> **Description of the task**
Every record, from the first to the last, is to be printed again exactly.

--- Extracted information Enclosed Below ---

//! Single-document JSON file store.
//!
//! All collections live in one JSON object keyed by collection name, the
//! same layout as the `db.json` used by the local dispatch server.

use std::fs;
use std::path::{Path, PathBuf};
use std::sync::Mutex;

use serde_json::{Map, Value};

use super::collection::{CollectionStore, StoreError};

/// File-backed store. The document is re-read on every access so that edits
/// made by other tools are picked up.
pub struct JsonFileStore {
    path: PathBuf,
    write_lock: Mutex<()>,
}

impl JsonFileStore {
    /// Open a store at the given path. The file is created on first write.
    pub fn open(path: &Path) -> Result<Self, StoreError> {
        if let Some(parent) = path.parent() {
            if !parent.as_os_str().is_empty() {
                fs::create_dir_all(parent).map_err(|e| StoreError::IoError(e.to_string()))?;
            }
        }

        Ok(Self {
            path: path.to_path_buf(),
            write_lock: Mutex::new(()),
        })
    }

    /// Path of the backing document.
    pub fn path(&self) -> &Path {
        &self.path
    }

    fn read_document(&self) -> Result<Map<String, Value>, StoreError> {
        if !self.path.exists() {
            return Ok(Map::new());
        }

        let content =
            fs::read_to_string(&self.path).map_err(|e| StoreError::IoError(e.to_string()))?;
        if content.trim().is_empty() {
            return Ok(Map::new());
        }

        match serde_json::from_str::<Value>(&content) {
            Ok(Value::Object(map)) => Ok(map),
            Ok(_) => Err(StoreError::Corrupt(format!(
                "{} does not contain a JSON object",
                self.path.display()
            ))),
            Err(e) => {
                tracing::error!("Failed to parse {}: {}", self.path.display(), e);
                Err(StoreError::Corrupt(e.to_string()))
            }
        }
    }

    fn write_document(&self, document: &Map<String, Value>) -> Result<(), StoreError> {
        let content = serde_json::to_string_pretty(document).map_err(|e| {
            StoreError::Serialization {
                collection: "*".to_string(),
                message: e.to_string(),
            }
        })?;

        // Write a sibling file, then rename over the target.
        let tmp_path = self.path.with_extension("json.tmp");
        fs::write(&tmp_path, content).map_err(|e| StoreError::IoError(e.to_string()))?;
        fs::rename(&tmp_path, &self.path).map_err(|e| StoreError::IoError(e.to_string()))?;

        Ok(())
    }
}

fn collection_items(document: &Map<String, Value>, collection: &str) -> Result<Vec<Value>, StoreError> {
    match document.get(collection) {
        Some(Value::Array(items)) => Ok(items.clone()),
        Some(Value::Null) | None => Ok(Vec::new()),
        Some(_) => Err(StoreError::Corrupt(format!(
            "collection '{}' is not an array",
            collection
        ))),
    }
}

impl CollectionStore for JsonFileStore {
    fn get(&self, collection: &str) -> Result<Vec<Value>, StoreError> {
        let document = self.read_document()?;
        collection_items(&document, collection)
    }

    fn set(&self, collection: &str, items: &[Value]) -> Result<(), StoreError> {
        let _guard = self.write_lock.lock().map_err(|_| StoreError::LockPoisoned)?;

        let mut document = self.read_document()?;
        document.insert(collection.to_string(), Value::Array(items.to_vec()));
        self.write_document(&document)
    }

    fn update(
        &self,
        collection: &str,
        apply: &mut dyn FnMut(&mut Vec<Value>),
    ) -> Result<(), StoreError> {
        let _guard = self.write_lock.lock().map_err(|_| StoreError::LockPoisoned)?;

        let mut document = self.read_document()?;
        let mut items = collection_items(&document, collection)?;
        apply(&mut items);
        document.insert(collection.to_string(), Value::Array(items));
        self.write_document(&document)
    }

    fn backend_name(&self) -> &'static str {
        "json"
    }
}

--- End of Enclosed Extracted information ---

> **Final answer**
//! Single-document JSON file store.
//!
//! All collections live in one JSON object keyed by collection name, the
//! same layout as the `db.json` used by the local dispatch server.

use std::fs;
use std::path::{Path, PathBuf};
use std::sync::Mutex;

use serde_json::{Map, Value};

use super::collection::{CollectionStore, StoreError};

/// File-backed store. The document is re-read on every access so that edits
/// made by other tools are picked up.
pub struct JsonFileStore {
    path: PathBuf,
    write_lock: Mutex<()>,
}

impl JsonFileStore {
    /// Open a store at the given path. The file is created on first write.
    pub fn open(path: &Path) -> Result<Self, StoreError> {
        if let Some(parent) = path.parent() {
            if !parent.as_os_str().is_empty() {
                fs::create_dir_all(parent).map_err(|e| StoreError::IoError(e.to_string()))?;
            }
        }

        Ok(Self {
            path: path.to_path_buf(),
            write_lock: Mutex::new(()),
        })
    }

    /// Path of the backing document.
    pub fn path(&self) -> &Path {
        &self.path
    }

    fn read_document(&self) -> Result<Map<String, Value>, StoreError> {
        if !self.path.exists() {
            return Ok(Map::new());
        }

        let content =
            fs::read_to_string(&self.path).map_err(|e| StoreError::IoError(e.to_string()))?;
        if content.trim().is_empty() {
            return Ok(Map::new());
        }

        match serde_json::from_str::<Value>(&content) {
            Ok(Value::Object(map)) => Ok(map),
            Ok(_) => Err(StoreError::Corrupt(format!(
                "{} does not contain a JSON object",
                self.path.display()
            ))),
            Err(e) => {
                tracing::error!("Failed to parse {}: {}", self.path.display(), e);
                Err(StoreError::Corrupt(e.to_string()))
            }
        }
    }

    fn write_document(&self, document: &Map<String, Value>) -> Result<(), StoreError> {
        let content = serde_json::to_string_pretty(document).map_err(|e| {
            StoreError::Serialization {
                collection: "*".to_string(),
                message: e.to_string(),
            }
        })?;

        // Write a sibling file, then rename over the target.
        let tmp_path = self.path.with_extension("json.tmp");
        fs::write(&tmp_path, content).map_err(|e| StoreError::IoError(e.to_string()))?;
        fs::rename(&tmp_path, &self.path).map_err(|e| StoreError::IoError(e.to_string()))?;

        Ok(())
    }
}

fn collection_items(document: &Map<String, Value>, collection: &str) -> Result<Vec<Value>, StoreError> {
    match document.get(collection) {
        Some(Value::Array(items)) => Ok(items.clone()),
        Some(Value::Null) | None => Ok(Vec::new()),
        Some(_) => Err(StoreError::Corrupt(format!(
            "collection '{}' is not an array",
            collection
        ))),
    }
}

impl CollectionStore for JsonFileStore {
    fn get(&self, collection: &str) -> Result<Vec<Value>, StoreError> {
        let document = self.read_document()?;
        collection_items(&document, collection)
    }

    fn set(&self, collection: &str, items: &[Value]) -> Result<(), StoreError> {
        let _guard = self.write_lock.lock().map_err(|_| StoreError::LockPoisoned)?;

        let mut document = self.read_document()?;
        document.insert(collection.to_string(), Value::Array(items.to_vec()));
        self.write_document(&document)
    }

    fn update(
        &self,
        collection: &str,
        apply: &mut dyn FnMut(&mut Vec<Value>),
    ) -> Result<(), StoreError> {
        let _guard = self.write_lock.lock().map_err(|_| StoreError::LockPoisoned)?;

        let mut document = self.read_document()?;
        let mut items = collection_items(&document, collection)?;
        apply(&mut items);
        document.insert(collection.to_string(), Value::Array(items));
        self.write_document(&document)
    }

    fn backend_name(&self) -> &'static str {
        "json"
    }
}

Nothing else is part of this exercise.